* [YOUR OBJECTIVE]: When you output the entries, begin with the first line and end with the line containing "further transitions possible)", keeping each line exactly as it is.

Stored data
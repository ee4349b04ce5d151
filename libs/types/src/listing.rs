//! Seller listing lifecycle types

use crate::ids::{EventId, ListingId, SectionId, UserId};
use crate::money::{Price, Quantity};
use serde::{Deserialize, Serialize};

/// Listing status
///
/// RESERVED is the in-escrow hold: the listing is off the market while a
/// transaction on it is in flight, and comes back if that transaction dies
/// before delivery.
#[derive(Debug, Clone, Copy, PartialEq, Eq, Hash, Serialize, Deserialize)]
#[serde(rename_all = "UPPERCASE")]
pub enum ListingStatus {
    /// On the market
    ACTIVE,
    /// Held by an in-flight transaction
    RESERVED,
    /// Transaction completed or refunded after delivery (terminal)
    SOLD,
    /// Withdrawn by the seller or expired (terminal)
    CANCELLED,
}

impl ListingStatus {
    /// Check if status is terminal (no further transitions possible)
    pub fn is_terminal(&self) -> bool {
        matches!(self, ListingStatus::SOLD | ListingStatus::CANCELLED)
    }
}

/// A seller's concrete tickets for sale
#[derive(Debug, Clone, PartialEq, Serialize, Deserialize)]
pub struct Listing {
    pub listing_id: ListingId,
    pub seller_id: UserId,
    pub event_id: EventId,

    // What is being sold
    pub section_id: SectionId,
    pub row: Option<String>,
    pub seats: Vec<String>, // One label per ticket, seats.len() == quantity
    pub price: Price,       // Per ticket
    pub quantity: Quantity,

    pub status: ListingStatus,
    pub expires_at: Option<i64>, // Unix nanos; None = never goes stale

    // Timestamps
    pub created_at: i64,
    pub updated_at: i64,
    pub version: u64, // Optimistic locking
}

impl Listing {
    /// Create a new active listing
    #[allow(clippy::too_many_arguments)]
    pub fn new(
        seller_id: UserId,
        event_id: EventId,
        section_id: SectionId,
        row: Option<String>,
        seats: Vec<String>,
        price: Price,
        quantity: Quantity,
        expires_at: Option<i64>,
        timestamp: i64,
    ) -> Self {
        let listing = Self {
            listing_id: ListingId::new(),
            seller_id,
            event_id,
            section_id,
            row,
            seats,
            price,
            quantity,
            status: ListingStatus::ACTIVE,
            expires_at,
            created_at: timestamp,
            updated_at: timestamp,
            version: 0,
        };
        assert!(listing.check_invariant(), "Seat list must match quantity");
        listing
    }

    /// Check the seat-count invariant: one seat label per ticket
    pub fn check_invariant(&self) -> bool {
        self.seats.len() == self.quantity.get() as usize
    }

    /// Check if the expiry deadline has passed
    pub fn is_expired(&self, now: i64) -> bool {
        match self.expires_at {
            Some(deadline) => now >= deadline,
            None => false,
        }
    }

    /// Hold the listing for an in-flight transaction
    ///
    /// # Panics
    /// Panics unless the listing is ACTIVE
    pub fn reserve(&mut self, timestamp: i64) {
        assert_eq!(self.status, ListingStatus::ACTIVE, "Can only reserve an active listing");
        self.status = ListingStatus::RESERVED;
        self.updated_at = timestamp;
        self.version += 1;
    }

    /// Put a reserved listing back on the market
    ///
    /// Used when the holding transaction is cancelled or its payment fails.
    ///
    /// # Panics
    /// Panics unless the listing is RESERVED
    pub fn release(&mut self, timestamp: i64) {
        assert_eq!(self.status, ListingStatus::RESERVED, "Can only release a reserved listing");
        self.status = ListingStatus::ACTIVE;
        self.updated_at = timestamp;
        self.version += 1;
    }

    /// Close out a reserved listing whose tickets changed hands
    ///
    /// # Panics
    /// Panics unless the listing is RESERVED
    pub fn mark_sold(&mut self, timestamp: i64) {
        assert_eq!(self.status, ListingStatus::RESERVED, "Can only sell a reserved listing");
        self.status = ListingStatus::SOLD;
        self.updated_at = timestamp;
        self.version += 1;
    }

    /// Withdraw the listing from the market
    ///
    /// # Panics
    /// Panics unless the listing is ACTIVE
    pub fn cancel(&mut self, timestamp: i64) {
        assert_eq!(self.status, ListingStatus::ACTIVE, "Can only cancel an active listing");
        self.status = ListingStatus::CANCELLED;
        self.updated_at = timestamp;
        self.version += 1;
    }
}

* [FINAL ANSWER]:
repository ee4349b04ce5d151
filename libs/types/src/listing.rs
//! Seller listing lifecycle types

use crate::ids::{EventId, ListingId, SectionId, UserId};
use crate::money::{Price, Quantity};
use serde::{Deserialize, Serialize};

/// Listing status
///
/// RESERVED is the in-escrow hold: the listing is off the market while a
/// transaction on it is in flight, and comes back if that transaction dies
/// before delivery.
#[derive(Debug, Clone, Copy, PartialEq, Eq, Hash, Serialize, Deserialize)]
#[serde(rename_all = "UPPERCASE")]
pub enum ListingStatus {
    /// On the market
    ACTIVE,
    /// Held by an in-flight transaction
    RESERVED,
    /// Transaction completed or refunded after delivery (terminal)
    SOLD,
    /// Withdrawn by the seller or expired (terminal)
    CANCELLED,
}

impl ListingStatus {
    /// Check if status is terminal (no further transitions possible)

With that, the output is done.